Sex Roles

, Volume 29, Issue 11–12, pp 739–754 | Cite as

Two investigations of “female modesty” in achievement situations

  • Laurie Heatherington
  • Kimberly A. Daubman
  • Cynthia Bates
  • Alicia Ahn
  • Heather Brown
  • Camille Preston


Two experiments examined motivations underlying the common finding that females present themselves more modestly than males in achievement situations. In Study 1, 388 first-year college students, primarily European-Americans, predicted their first semester grade point averages (GPAs) in one of 3 public and 2 private conditions, which varied the salience of modesty concerns and/or concerns about the others' feelings.

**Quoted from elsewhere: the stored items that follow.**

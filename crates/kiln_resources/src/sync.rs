//! # Shared Cache
//!
//! A [`ResourceCache`] behind `Arc<parking_lot::Mutex<_>>`.
//!
//! Every call takes the lock for its whole duration, backend work included.
//! Two threads acquiring the same missing name therefore never create it
//! twice: the second one waits, then finds it resident.

use std::sync::Arc;

use kiln_core::CacheConfig;
use parking_lot::{Mutex, MutexGuard};

use crate::backend::ResourceBackend;
use crate::cache::{CacheStats, ReleaseOutcome, ResourceCache};
use crate::error::CacheResult;
use crate::handle::ResourceHandle;

/// Cloneable, thread-safe front for a [`ResourceCache`].
///
/// # Thread Safety
///
/// `Send + Sync` whenever the backend and its resources are `Send`.
pub struct SharedResourceCache<B: ResourceBackend> {
    inner: Arc<Mutex<ResourceCache<B>>>,
}

impl<B: ResourceBackend> Clone for SharedResourceCache<B> {
    fn clone(&self) -> Self {
        Self {
            inner: Arc::clone(&self.inner),
        }
    }
}

impl<B: ResourceBackend> SharedResourceCache<B> {
    /// Creates a cache and wraps it.
    ///
    /// # Errors
    ///
    /// Same as [`ResourceCache::new`].
    pub fn new(config: CacheConfig, backend: B) -> CacheResult<Self> {
        ResourceCache::new(config, backend).map(Self::from_cache)
    }

    /// Wraps an existing cache.
    #[must_use]
    pub fn from_cache(cache: ResourceCache<B>) -> Self {
        Self {
            inner: Arc::new(Mutex::new(cache)),
        }
    }

    /// See [`ResourceCache::acquire`].
    ///
    /// # Errors
    ///
    /// Same as [`ResourceCache::acquire`].
    pub fn acquire(
        &self,
        name: &str,
        params: &B::Params,
        auto_release: bool,
    ) -> CacheResult<ResourceHandle> {
        self.inner.lock().acquire(name, params, auto_release)
    }

    /// See [`ResourceCache::acquire_handle`].
    ///
    /// # Errors
    ///
    /// Same as [`ResourceCache::acquire_handle`].
    pub fn acquire_handle(&self, handle: ResourceHandle) -> CacheResult<ResourceHandle> {
        self.inner.lock().acquire_handle(handle)
    }

    /// See [`ResourceCache::release`].
    ///
    /// # Errors
    ///
    /// Same as [`ResourceCache::release`].
    pub fn release(&self, name: &str) -> CacheResult<ReleaseOutcome> {
        self.inner.lock().release(name)
    }

    /// See [`ResourceCache::release_handle`].
    ///
    /// # Errors
    ///
    /// Same as [`ResourceCache::release_handle`].
    pub fn release_handle(&self, handle: ResourceHandle) -> CacheResult<ReleaseOutcome> {
        self.inner.lock().release_handle(handle)
    }

    /// Runs `f` on the resource behind `handle` while holding the lock.
    ///
    /// Returns `None` if the handle no longer resolves.
    pub fn with_resource<R>(
        &self,
        handle: ResourceHandle,
        f: impl FnOnce(&B::Resource) -> R,
    ) -> Option<R> {
        self.inner.lock().get(handle).map(f)
    }

    /// Runs `f` on the default resource while holding the lock.
    pub fn with_default<R>(&self, f: impl FnOnce(&B::Resource) -> R) -> R {
        f(self.inner.lock().default_resource())
    }

    /// See [`ResourceCache::ref_count`].
    #[must_use]
    pub fn ref_count(&self, name: &str) -> u64 {
        self.inner.lock().ref_count(name)
    }

    /// See [`ResourceCache::stats`].
    #[must_use]
    pub fn stats(&self) -> CacheStats {
        self.inner.lock().stats()
    }

    /// Locks the cache for a sequence of operations.
    pub fn lock(&self) -> MutexGuard<'_, ResourceCache<B>> {
        self.inner.lock()
    }

    /// Shuts the cache down if this is the last clone.
    ///
    /// # Errors
    ///
    /// Hands `self` back while other clones are alive.
    pub fn shutdown(self) -> Result<B, Self> {
        Arc::try_unwrap(self.inner)
            .map(|cache| cache.into_inner().shutdown())
            .map_err(|inner| Self { inner })
    }
}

In the public conditions combined, but not in the private conditions, women's predictions were lower than men's, although there were no gender differences in actual GPA. The public condition in which the others' feelings and modesty concerns were made salient accounted for this difference between men and women. In Study 2, 230 first-year college students predicted their first-semester GPAs in private, in public to a “nonvulnerable” other, or in public to a “vulnerable” other (someone who supposedly had earned a low GPA). Women's estimates were lower than men's in the latter condition only and lower than their estimates in the other conditions. These results suggest that relational motivations, rather than a simple lack of self-confidence or modesty alone, are a factor in gender differences in self-presentation of achievement.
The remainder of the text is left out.